Creo que vivir lo santo de esta semana viene de un encuentro "en espíritu y verdad" con el crucificado, el resucitado. Que el exceso de adorno distrae de lo importante, que hemos de buscar la perla preciosa, el tesoro enterrado y no entretenernos con lo accesorio, lo espectacular y lo brillante que envía un mensaje equivocado.
Quizá exagero, no lo sé, pero creo que hay un residuo de paganismo superviviente en adornarlo todo con signos y símbolos de majestad. Coronas, terciopelos, bordados, potencias, catafalcos, peanas, oropeles y palios presentan a imágenes dolientes revestidas de un poder ajeno al que emana de la entrega y la humillación, de la coherencia y el sufrimiento. Así el dolor queda oculto y el que se acerca sólo puede sentirse impresionado por la majestuosidad y el poderío con que están revestidos el dolor, la pasión y la muerte. Así desactivamos lo chocante y hasta revolucionario de la muerte de Jesús y sus circunstancias.
Sólo puedo coincidir con León Felipe cuando escribía:
Hazme una cruz sencilla,
carpintero...,
sin añadidos
ni ornamentos,
que se vean desnudos
los maderos,
desnudos
y decididamente rectos,
los brazos en abrazo hacia la tierra,
el astil disparándose a los cielos.
Que no haya un solo adorno
que distraiga este gesto:
este equilibrio humano
de los dos mandamientos...
Sencilla, sencilla...
Hazme una cruz sencilla,
carpintero.

4 comentarios:

Embajador en el Infierno dijo...

Estoy de acuerdo contigo en la primera parte. Viéndolo desde fuera del campo lo que le sugiere a uno es que esa clase de contradicciones son una magnífica ocasión para vivir el verdadero espíritu de la Semana Santa. Sugiero, por lo demás, que seamos cuidadosos a la hora de juzgar el corazón de los hombres y no asignemos imprudentemente sentimientos que bien podrían no ser tales y si fruto de algo mucho más profundo.
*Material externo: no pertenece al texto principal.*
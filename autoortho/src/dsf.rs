//! The DSF Parser/Prefetch: scans a scenery descriptor, resolves its
//! terrain references to tile keys, and warms the Tile Cache in parallel
//! before the simulator first touches them.

use std::collections::HashSet;
use std::fs;
use std::path::{Path, PathBuf};

use crate::cache::TileCache;
use crate::error::DsfError;
use crate::tile_key::{dds_ref_regex, parse_dds_path, terrain_ref_regex};

/// Number of parallel workers the deduplicated DDS set is partitioned
/// across.
const PREFETCH_WORKERS: usize = 8;

/// Scans `dsf_path` for terrain references, resolves each to its `.dds`
/// tiles, and warms the cache for all of them before returning. `.ter`
/// files are resolved two directories up from the DSF, matching the
/// scenery package layout. Priority is highest (`0`) when `extra_fast`
/// (the aircraft is going very fast and high, per the Mount Adapter's
/// derivation) so the prefetch doesn't get starved behind it; otherwise
/// it's `1`, even with live reads.
pub fn prefetch(dsf_path: &Path, cache: &TileCache, extra_fast: bool) -> Result<(), DsfError> {
    let start = std::time::Instant::now();
    let text = fs::read_to_string(dsf_path).map_err(|source| DsfError::ReadDsf {
        path: dsf_path.to_path_buf(),
        source,
    })?;

    let terrain_refs: Vec<&str> = terrain_ref_regex()
        .find_iter(&text)
        .map(|m| m.as_str())
        .collect();
    tracing::debug!(count = terrain_refs.len(), "found terrain references");

    // Scenery layout: <scenery>/terrain/<dsf parent>/../.. is where `.ter`
    // references are rooted, per §4.2.
    let ter_dir = dsf_path
        .parent()
        .map(|p| p.join("..").join(".."))
        .unwrap_or_else(|| PathBuf::from(".."));

    let mut dds_paths: HashSet<PathBuf> = HashSet::new();
    for ter_ref in &terrain_refs {
        let ter_path = ter_dir.join(ter_ref);
        let ter_text = match fs::read_to_string(&ter_path) {
            Ok(text) => text,
            Err(err) => {
                tracing::debug!(path = %ter_path.display(), error = %err, "skipping unreadable .ter reference");
                continue;
            }
        };

        for dds_ref in dds_ref_regex().find_iter(&ter_text) {
            let parent = ter_path.parent().unwrap_or(Path::new(""));
            dds_paths.insert(parent.join(dds_ref.as_str()));
        }
    }

    let num_dds = dds_paths.len();
    tracing::info!(num_dds, "DSF: found dds files, retrieving");

    let priority = if extra_fast { 0 } else { 1 };
    let dds_list: Vec<PathBuf> = dds_paths.into_iter().collect();
    let chunk_size = dds_list.len().div_ceil(PREFETCH_WORKERS).max(1);

    rayon::scope(|scope| {
        for chunk in dds_list.chunks(chunk_size) {
            scope.spawn(move |_| {
                for dds_path in chunk {
                    fetch_dds(dds_path, cache, priority);
                }
            });
        }
    });

    tracing::info!(
        path = %dsf_path.display(),
        elapsed_s = start.elapsed().as_secs_f64(),
        "DSF: retrieved all tiles"
    );
    Ok(())
}

/// Parses a single DDS path, creating a placeholder if it's wholly
/// absent, and warming the cache if it's present-but-empty. Unmatched
/// filenames are skipped (best-effort parsing, per §4.2).
fn fetch_dds(dds_path: &Path, cache: &TileCache, priority: i32) {
    let Some(key) = dds_path.to_str().and_then(parse_dds_path) else {
        tracing::debug!(path = %dds_path.display(), "DSF: path does not match known DDS pattern");
        return;
    };

    let size = match fs::metadata(dds_path) {
        Ok(meta) => meta.len(),
        Err(_) => {
            tracing::debug!(path = %dds_path.display(), "DSF: dds file does not exist, creating placeholder");
            if let Err(err) = fs::File::create(dds_path) {
                tracing::debug!(path = %dds_path.display(), error = %err, "failed to create placeholder dds");
            }
            0
        }
    };

    if size == 0 {
        tracing::debug!(?key, "DSF: empty dds, fetching ortho");
        cache.get_quick(&key, None, priority);
    }
}

#[cfg(test)]
mod tests {
    use super::*;
    use crate::config::AutoOrthoConfig;
    use crate::renderer::PlaceholderRenderer;
    use std::sync::Arc;
    use tempfile::tempdir;

    fn write(path: &Path, contents: &str) {
        std::fs::create_dir_all(path.parent().unwrap()).unwrap();
        std::fs::write(path, contents).unwrap();
    }

    #[test]
    fn prefetch_warms_cache_for_all_referenced_tiles() {
        let root = tempdir().unwrap();
        // Layout: <root>/terrain/10-20_BI16.ter, <root>/textures/10_20_BI16.dds,
        // and the DSF two levels below the scenery root (`terrain` is a
        // directory name, matched by the regex's `\W?` slash before the
        // digits, not part of the filename).
        let ter_path = root.path().join("terrain/10-20_BI16.ter");
        write(
            &ter_path,
            "references ../textures/10_20_BI16.dds and ../textures/11_21_BI16.dds\n",
        );
        std::fs::create_dir_all(root.path().join("textures")).unwrap();

        let dsf_dir = root.path().join("Earth nav data/+50-010");
        std::fs::create_dir_all(&dsf_dir).unwrap();
        let dsf_path = dsf_dir.join("+50-010.dsf");
        std::fs::write(&dsf_path, "terrain/10-20_BI16.ter referenced here\n").unwrap();

        let cache_dir = tempdir().unwrap();
        let config = AutoOrthoConfig {
            cache_dir: cache_dir.path().to_path_buf(),
            ..AutoOrthoConfig::default()
        };
        let renderer = Arc::new(PlaceholderRenderer::default());
        let cache = TileCache::new(config, renderer).unwrap();

        prefetch(&dsf_path, &cache, false).unwrap();

        assert!(cache_dir.path().join("10_20_BI_13.dds").exists());
        assert!(cache_dir.path().join("11_21_BI_13.dds").exists());
    }

    #[test]
    fn prefetch_errors_on_missing_dsf() {
        let cache_dir = tempdir().unwrap();
        let config = AutoOrthoConfig {
            cache_dir: cache_dir.path().to_path_buf(),
            ..AutoOrthoConfig::default()
        };
        let renderer = Arc::new(PlaceholderRenderer::default());
        let cache = TileCache::new(config, renderer).unwrap();

        let result = prefetch(Path::new("/nonexistent/scenery/+50-010.dsf"), &cache, false);
        assert!(result.is_err());
    }
}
No estoy de acuerdo con lo que comentas en la segunda parte. No me parece pagano, sino bastante humano el querer revestir de gloria a la Gloria. Siempre que surgen estos temas recomiendo vivamente la lectura de este extraordinario artículo.

Y ya que estamos creo que también son bastante apropiadas las recientes palabras que Monseñor Asenjo obispo de Córdoba, dirigió a las Cofradías y Hermandades de su diócesis. Muy ponderadas, muy equilibradas y yendo al cogollo de la cuestión. Se pueden leer aqui

Rafael B. dijo...

Pues de eso se trata, de ir a "lo esencial", casi puedo decir que es mi lema. Yo soy de los que en ese esfuerzo agota toda la energía. Veo a mi alrededor demasiada gente que la gasta en el revestimiento, en el oropel y la fanfarria. Y no puedo estar de acuerdo. Horas de tiempo y cantidades de recursos humanos y monetarios empleados en el oropel mientras Cristo sigue disfrazado de mendigo a la puerta de sus corazones.
Si le dedicaran, al menos los que yo conozco, la mitad del entusiasmo, tiempo y recursos a ese encuentro con lo esencial, en espíritu y verdad, ¿quién podría detenerlos? ¿Qué podría abatirlos en el esfuerzo por construir el Reino y hacer de la Iglesia el hogar de todos y la casa de los que buscan y son buscados por el Señor? Me estremezco de pensarlo. Pero seguimos construyendo cosas majestuosas creyendo que eso es lo que gusta a Dios sin preguntarnos exactamente qué fue lo que nos pidió que hiciéramos.
Cuando Natán se encuentra con David le reprocha "¿Con que vas ha hacerme una casa -dice el Señor-? ¿Qué podrás darme que ya no sea mío?". ¿Quién necesita lo majestuoso sino cierta vanidad, muy humana, cierto, que nos impulsa a querer demostrar lo que queremos al que es el Amor de todo amor? Como si fuera posible competir con Él o Él quisiera que lo hiciéramos.
No sé, tal vez exagero y soy algo miope para estas cosas.

Embajador en el Infierno dijo...

Rafael- Yo, de verdad, no me atrevo a juzgar el corazón de los hombres. Y hay una cita en el Evangelio muy clara al respecto.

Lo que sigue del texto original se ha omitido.